### About this exercise
Return every line in the entries below where the word "dense" shows up.

Provided data START

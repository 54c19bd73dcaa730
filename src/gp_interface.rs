use std::fmt;
use std::str::FromStr;

use serde::Deserialize;
use thiserror::Error;

// node identifiers are dense over 0..size so they double as indices
pub type NodeId = usize;
pub type ClusterId = usize;
pub type EpochIndex = usize;

/// Number of histogram buckets rendered by the dense (debug) report line
pub const HISTOGRAM_BUCKETS: usize = 20;

// ============================================================================
// Errors
// ============================================================================

/// Configuration and construction failures.
///
/// These are detected before any trial runs. A trial that fails to fill the
/// network is not an error, see `TrialOutcome::NonConvergent`.
#[derive(Debug, Error, Clone, PartialEq)]
pub enum GossipError {
    /// Network size must be greater than zero
    #[error("sample size must be greater than zero")]
    InvalidSize,

    /// Leader index outside of the network
    #[error("leader index {leader} is out of sample range 0..{size}")]
    InvalidLeader { leader: NodeId, size: usize },

    /// Trial count must be greater than zero
    #[error("number of experiments must be greater than zero")]
    InvalidTrials,

    /// A probability outside of [0, 1]
    #[error("probability {0} is outside of [0, 1]")]
    InvalidProbability(f64),

    /// Malformed `<probability>/<capacity>` cluster spec
    #[error("invalid cluster spec '{0}', expected <probability>/<capacity>")]
    InvalidClusterSpec(String),

    /// Unrecognised propagation algorithm name
    #[error("unknown propagation algorithm '{0}'")]
    UnknownAlgorithm(String),

    /// Anything else rejected while reading parameters
    #[error("invalid argument: {0}")]
    InvalidArgument(String),
}

// ============================================================================
// Node state
// ============================================================================

/// Data state of a single node.
///
/// `Propagated` is only reached by the algorithms that retire a sender after
/// its single send.
#[derive(Debug, Clone, Copy, PartialEq, Eq, Default)]
pub enum PropagationState {
    #[default]
    NoData,
    Ready,
    Propagated,
}

impl PropagationState {
    pub fn has_data(self) -> bool {
        self != PropagationState::NoData
    }
}

/// Per-epoch statistics emitted by a propagation step
#[derive(Debug, Clone, Copy, Default, PartialEq, Eq)]
pub struct Stat {
    /// Number of messages sent in the epoch
    pub sent: usize,
    /// Number of redundant messages (duplicates or already informed targets)
    pub reused: usize,
    /// Nodes holding the data once the epoch finished
    pub coverage: usize,
}

// ============================================================================
// Clusters
// ============================================================================

/// Cluster description: link probability inside the cluster and the number of
/// nodes it may still absorb.
#[derive(Debug, Clone, Copy, PartialEq, Deserialize)]
#[serde(try_from = "String")]
pub struct ClusterSpec {
    pub probability: f64,
    pub capacity: usize,
}

impl ClusterSpec {
    pub fn new(probability: f64, capacity: usize) -> Result<Self, GossipError> {
        check_probability(probability)?;
        Ok(Self {
            probability,
            capacity,
        })
    }
}

impl FromStr for ClusterSpec {
    type Err = GossipError;

    fn from_str(s: &str) -> Result<Self, Self::Err> {
        let invalid = || GossipError::InvalidClusterSpec(s.to_string());

        let (probability, capacity) = s.trim().split_once('/').ok_or_else(invalid)?;
        let probability: f64 = probability.trim().parse().map_err(|_| invalid())?;
        let capacity: usize = capacity.trim().parse().map_err(|_| invalid())?;

        ClusterSpec::new(probability, capacity)
    }
}

impl TryFrom<String> for ClusterSpec {
    type Error = GossipError;

    fn try_from(value: String) -> Result<Self, Self::Error> {
        value.parse()
    }
}

impl fmt::Display for ClusterSpec {
    fn fmt(&self, f: &mut fmt::Formatter<'_>) -> fmt::Result {
        write!(f, "{}/{}", self.probability, self.capacity)
    }
}

/// Parse a comma separated list such as `0.9/10,0.5/20`. Blank input yields no clusters.
pub fn parse_cluster_list(s: &str) -> Result<Vec<ClusterSpec>, GossipError> {
    s.split(',')
        .map(str::trim)
        .filter(|part| !part.is_empty())
        .map(str::parse)
        .collect()
}

pub fn check_probability(p: f64) -> Result<(), GossipError> {
    if (0.0..=1.0).contains(&p) {
        Ok(())
    } else {
        Err(GossipError::InvalidProbability(p))
    }
}

// ============================================================================
// Algorithms
// ============================================================================

/// The push-gossip epoch step variants
#[derive(Debug, Clone, Copy, PartialEq, Eq, Hash, Default, Deserialize)]
#[serde(try_from = "String")]
pub enum Algorithm {
    /// Every ready node pushes once, then retires
    #[default]
    NaiveOnce,
    /// Every ready node pushes in every epoch
    NaiveForever,
    /// As `NaiveForever`, but a sender never re-targets a node it already chose
    NaiveForeverMemorise,
    /// Only node 0 pushes
    Centralised,
    /// Only node 0 pushes, never re-targeting a node
    CentralisedMemorise,
    /// Push once and hand the sender's memorised set to newly informed nodes
    VectorOnce,
}

impl Algorithm {
    pub const ALL: [Algorithm; 6] = [
        Algorithm::NaiveOnce,
        Algorithm::NaiveForever,
        Algorithm::NaiveForeverMemorise,
        Algorithm::Centralised,
        Algorithm::CentralisedMemorise,
        Algorithm::VectorOnce,
    ];

    pub fn name(self) -> &'static str {
        match self {
            Algorithm::NaiveOnce => "naive-once",
            Algorithm::NaiveForever => "naive-forever",
            Algorithm::NaiveForeverMemorise => "naive-forever-memorise",
            Algorithm::Centralised => "centralised",
            Algorithm::CentralisedMemorise => "centralised-memorise",
            Algorithm::VectorOnce => "vector-once",
        }
    }
}

impl fmt::Display for Algorithm {
    fn fmt(&self, f: &mut fmt::Formatter<'_>) -> fmt::Result {
        f.write_str(self.name())
    }
}

impl FromStr for Algorithm {
    type Err = GossipError;

    /// Accepts `naive-once`, `naive_once` and `NaiveOnce` spellings
    fn from_str(s: &str) -> Result<Self, Self::Err> {
        let normalised: String = s
            .chars()
            .filter(|c| *c != '-' && *c != '_')
            .flat_map(char::to_lowercase)
            .collect();

        Algorithm::ALL
            .into_iter()
            .find(|a| a.name().replace('-', "") == normalised)
            .ok_or_else(|| GossipError::UnknownAlgorithm(s.to_string()))
    }
}

impl TryFrom<String> for Algorithm {
    type Error = GossipError;

    fn try_from(value: String) -> Result<Self, Self::Error> {
        value.parse()
    }
}
//! Network topology for push-gossip trials.
//!
//! A `Network` owns every node of one trial, the directed connectivity
//! matrix drawn when the network was built, the propagation history and the
//! per-node memorised target sets used by the history aware algorithms.

use std::collections::BTreeMap;
use std::fmt::Write;

use hashbrown::HashSet;
use log::debug;

use crate::gp_interface::{
    check_probability, ClusterId, ClusterSpec, EpochIndex, GossipError, NodeId,
    PropagationState,
};
use crate::gp_random::RandomSource;

/// A single simulated node
#[derive(Debug, Clone, PartialEq)]
pub struct Node {
    pub id: NodeId,
    pub state: PropagationState,
    /// `None` when the node did not fit into any cluster
    pub cluster: Option<ClusterId>,
}

// ============================================================================
// Topology Builder
// ============================================================================

/// Builds a fresh `Network` with optional probabilistic clustering
#[derive(Debug, Clone)]
pub struct TopologyBuilder {
    size: usize,
    clusters: Vec<ClusterSpec>,
    default_probability: f64,
}

impl TopologyBuilder {
    pub fn new(size: usize) -> Self {
        Self {
            size,
            clusters: Vec::new(),
            default_probability: 1.0,
        }
    }

    /// Clusters are filled in list order
    pub fn with_clusters(mut self, clusters: Vec<ClusterSpec>) -> Self {
        self.clusters = clusters;
        self
    }

    /// Link probability for pairs that do not share a cluster
    pub fn with_default_probability(mut self, probability: f64) -> Self {
        self.default_probability = probability;
        self
    }

    pub fn build(self, rng: &RandomSource) -> Result<Network, GossipError> {
        if self.size == 0 {
            return Err(GossipError::InvalidSize);
        }
        check_probability(self.default_probability)?;
        for cluster in &self.clusters {
            check_probability(cluster.probability)?;
        }

        let size = self.size;
        let mut clusters = self.clusters;

        let nodes: Vec<Node> = (0..size)
            .map(|id| Node {
                id,
                state: PropagationState::NoData,
                cluster: allocate_cluster(&mut clusters),
            })
            .collect();

        let affinity = if clusters.is_empty() && self.default_probability >= 1.0 {
            None
        } else {
            Some(draw_affinity(
                &nodes,
                &clusters,
                self.default_probability,
                rng,
            ))
        };

        let memorised = (0..size)
            .map(|id| {
                let mut own = HashSet::new();
                own.insert(id);
                own
            })
            .collect();

        debug!(
            "built network: {} nodes, {} clusters, {} clustered nodes, affinity matrix: {}",
            size,
            clusters.len(),
            nodes.iter().filter(|n| n.cluster.is_some()).count(),
            affinity.is_some()
        );

        Ok(Network {
            nodes,
            clusters,
            affinity,
            history: BTreeMap::new(),
            memorised,
        })
    }
}

/// Take one unit of capacity from the first cluster that still has room
fn allocate_cluster(clusters: &mut [ClusterSpec]) -> Option<ClusterId> {
    let (id, cluster) = clusters
        .iter_mut()
        .enumerate()
        .find(|(_, c)| c.capacity > 0)?;
    cluster.capacity -= 1;
    Some(id)
}

/// Row-major `size * size` matrix, `matrix[from * size + to]`
fn draw_affinity(
    nodes: &[Node],
    clusters: &[ClusterSpec],
    default_probability: f64,
    rng: &RandomSource,
) -> Vec<bool> {
    let size = nodes.len();
    let mut matrix = Vec::with_capacity(size * size);

    for from in nodes {
        for to in nodes {
            let linked = if from.id == to.id {
                true
            } else {
                match (from.cluster, to.cluster) {
                    (Some(a), Some(b)) if a == b => rng.gen_bool(clusters[a].probability),
                    _ => rng.gen_bool(default_probability),
                }
            };
            matrix.push(linked);
        }
    }
    matrix
}

// ============================================================================
// Network
// ============================================================================

pub struct Network {
    nodes: Vec<Node>,
    /// Cluster specs with their capacity left after allocation
    clusters: Vec<ClusterSpec>,
    /// `None` means fully connected
    affinity: Option<Vec<bool>>,
    history: BTreeMap<EpochIndex, BTreeMap<NodeId, Vec<NodeId>>>,
    memorised: Vec<HashSet<NodeId>>,
}

impl Network {
    /// Fully connected network without clusters
    pub fn sample(size: usize, rng: &RandomSource) -> Result<Self, GossipError> {
        TopologyBuilder::new(size).build(rng)
    }

    pub fn len(&self) -> usize {
        self.nodes.len()
    }

    pub fn is_empty(&self) -> bool {
        self.nodes.is_empty()
    }

    pub fn nodes(&self) -> &[Node] {
        &self.nodes
    }

    pub fn state(&self, id: NodeId) -> PropagationState {
        self.nodes[id].state
    }

    pub(crate) fn set_state(&mut self, id: NodeId, state: PropagationState) {
        self.nodes[id].state = state;
    }

    pub fn cluster_of(&self, id: NodeId) -> Option<ClusterId> {
        self.nodes[id].cluster
    }

    /// Cluster spec with its remaining (unallocated) capacity
    pub fn cluster(&self, id: ClusterId) -> Option<&ClusterSpec> {
        self.clusters.get(id)
    }

    /// Whether `from` has a link to `to`
    pub fn is_connected(&self, from: NodeId, to: NodeId) -> bool {
        match &self.affinity {
            Some(matrix) => matrix[from * self.nodes.len() + to],
            None => true,
        }
    }

    pub fn is_fully_connected(&self) -> bool {
        self.affinity.is_none()
    }

    /// Mark a node as holding the data, ready to propagate
    pub fn visit_node(&mut self, id: NodeId) -> Result<(), GossipError> {
        if id >= self.nodes.len() {
            return Err(GossipError::InvalidLeader {
                leader: id,
                size: self.nodes.len(),
            });
        }
        self.nodes[id].state = PropagationState::Ready;
        Ok(())
    }

    /// Count of nodes holding the data
    pub fn coverage(&self) -> usize {
        self.nodes.iter().filter(|n| n.state.has_data()).count()
    }

    pub fn is_filled(&self) -> bool {
        self.nodes.iter().all(|n| n.state.has_data())
    }

    /// Targets a node will not choose (always contains the node itself)
    pub fn memorised(&self, id: NodeId) -> &HashSet<NodeId> {
        &self.memorised[id]
    }

    pub(crate) fn memorise(&mut self, id: NodeId, target: NodeId) {
        self.memorised[id].insert(target);
    }

    /// Copy every entry of `from`'s memorised set into `to`'s
    pub(crate) fn inherit_memorised(&mut self, to: NodeId, from: NodeId) {
        if to == from {
            return;
        }
        let inherited: Vec<NodeId> = self.memorised[from].iter().copied().collect();
        self.memorised[to].extend(inherited);
    }

    /// Record the targets chosen by `sender` in `epoch`. Each pair is written once.
    pub(crate) fn set_history(&mut self, sender: NodeId, epoch: EpochIndex, targets: Vec<NodeId>) {
        let previous = self.history.entry(epoch).or_default().insert(sender, targets);
        assert!(
            previous.is_none(),
            "history for node {sender} in epoch {epoch} written twice"
        );
    }

    pub fn history(&self, epoch: EpochIndex, sender: NodeId) -> Option<&[NodeId]> {
        self.history
            .get(&epoch)
            .and_then(|senders| senders.get(&sender))
            .map(Vec::as_slice)
    }

    pub fn epochs_recorded(&self) -> usize {
        self.history.len()
    }

    /// Human readable dump of every recorded epoch
    pub fn history_dump(&self) -> String {
        let mut out = String::new();
        for (epoch, senders) in &self.history {
            let _ = writeln!(out, "Epoch: {}", epoch + 1);
            for (node, targets) in senders {
                let _ = writeln!(out, "  Node:#{} {:?}", node, targets);
            }
        }
        out
    }
}

#[cfg(test)]
mod tests {
    use super::*;

    fn spec(probability: f64, capacity: usize) -> ClusterSpec {
        ClusterSpec::new(probability, capacity).unwrap()
    }

    #[test]
    fn test_zero_size_rejected() {
        let rng = RandomSource::new();
        assert_eq!(
            Network::sample(0, &rng).err(),
            Some(GossipError::InvalidSize)
        );
    }

    #[test]
    fn test_fresh_network_state() {
        let rng = RandomSource::new();
        let net = Network::sample(10, &rng).unwrap();

        assert_eq!(net.len(), 10);
        assert_eq!(net.coverage(), 0);
        assert!(!net.is_filled());
        assert!(net.is_fully_connected());
        assert_eq!(net.epochs_recorded(), 0);

        for (i, node) in net.nodes().iter().enumerate() {
            assert_eq!(node.id, i);
            assert_eq!(node.state, PropagationState::NoData);
            assert_eq!(node.cluster, None);
            assert_eq!(net.memorised(i).len(), 1);
            assert!(net.memorised(i).contains(&i));
        }
    }

    #[test]
    fn test_visit_node() {
        let rng = RandomSource::new();
        let mut net = Network::sample(5, &rng).unwrap();

        net.visit_node(3).unwrap();
        assert_eq!(net.state(3), PropagationState::Ready);
        assert_eq!(net.coverage(), 1);

        assert_eq!(
            net.visit_node(5),
            Err(GossipError::InvalidLeader { leader: 5, size: 5 })
        );
    }

    #[test]
    fn test_single_node_network_is_filled_once_visited() {
        let rng = RandomSource::new();
        let mut net = Network::sample(1, &rng).unwrap();
        net.visit_node(0).unwrap();
        assert!(net.is_filled());
    }

    #[test]
    fn test_cluster_allocation_in_list_order() {
        let rng = RandomSource::new();
        let net = TopologyBuilder::new(3)
            .with_clusters(vec![spec(0.5, 0), spec(0.7, 1)])
            .build(&rng)
            .unwrap();

        assert_eq!(net.cluster_of(0), Some(1));
        assert_eq!(net.cluster_of(1), None);
        assert_eq!(net.cluster_of(2), None);

        // capacity is consumed, never below zero
        assert_eq!(net.cluster(0).unwrap().capacity, 0);
        assert_eq!(net.cluster(1).unwrap().capacity, 0);
    }

    #[test]
    fn test_clusters_fill_sequentially() {
        let rng = RandomSource::new();
        let net = TopologyBuilder::new(6)
            .with_clusters(vec![spec(1.0, 2), spec(1.0, 3)])
            .build(&rng)
            .unwrap();

        let clusters: Vec<_> = net.nodes().iter().map(|n| n.cluster).collect();
        assert_eq!(
            clusters,
            vec![Some(0), Some(0), Some(1), Some(1), Some(1), None]
        );
    }

    #[test]
    fn test_affinity_inside_and_across_clusters() {
        let rng = RandomSource::new();
        let net = TopologyBuilder::new(5)
            .with_clusters(vec![spec(1.0, 3)])
            .with_default_probability(0.0)
            .build(&rng)
            .unwrap();

        assert!(!net.is_fully_connected());
        for a in 0..3 {
            for b in 0..3 {
                assert!(net.is_connected(a, b));
            }
            assert!(!net.is_connected(a, 3));
            assert!(!net.is_connected(4, a));
        }
        // unclustered nodes share no cluster, only the self link survives
        assert!(!net.is_connected(3, 4));
        assert!(net.is_connected(3, 3));
        assert!(net.is_connected(4, 4));
    }

    #[test]
    fn test_default_probability_zero_isolates_everyone() {
        let rng = RandomSource::new();
        let net = TopologyBuilder::new(4)
            .with_default_probability(0.0)
            .build(&rng)
            .unwrap();

        for a in 0..4 {
            for b in 0..4 {
                assert_eq!(net.is_connected(a, b), a == b);
            }
        }
    }

    #[test]
    fn test_invalid_probability_rejected() {
        let rng = RandomSource::new();
        let result = TopologyBuilder::new(4)
            .with_default_probability(1.2)
            .build(&rng);
        assert_eq!(result.err(), Some(GossipError::InvalidProbability(1.2)));
    }

    #[test]
    fn test_history_records() {
        let rng = RandomSource::new();
        let mut net = Network::sample(4, &rng).unwrap();

        net.set_history(0, 0, vec![2, 3]);
        net.set_history(2, 1, vec![1]);

        assert_eq!(net.history(0, 0), Some(&[2, 3][..]));
        assert_eq!(net.history(1, 2), Some(&[1][..]));
        assert_eq!(net.history(1, 0), None);
        assert_eq!(net.epochs_recorded(), 2);

        let dump = net.history_dump();
        assert!(dump.contains("Epoch: 1\n  Node:#0 [2, 3]"));
        assert!(dump.contains("Epoch: 2\n  Node:#2 [1]"));
    }

    #[test]
    #[should_panic(expected = "written twice")]
    fn test_history_written_once() {
        let rng = RandomSource::new();
        let mut net = Network::sample(4, &rng).unwrap();
        net.set_history(0, 0, vec![1]);
        net.set_history(0, 0, vec![2]);
    }

    #[test]
    fn test_inherit_memorised() {
        let rng = RandomSource::new();
        let mut net = Network::sample(6, &rng).unwrap();

        net.memorise(0, 4);
        net.inherit_memorised(2, 0);

        let inherited = net.memorised(2);
        assert!(inherited.contains(&0));
        assert!(inherited.contains(&2));
        assert!(inherited.contains(&4));
        assert_eq!(inherited.len(), 3);
    }
}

Provided data END

### Task response
// node identifiers are dense over 0..size so they double as indices
/// Number of histogram buckets rendered by the dense (debug) report line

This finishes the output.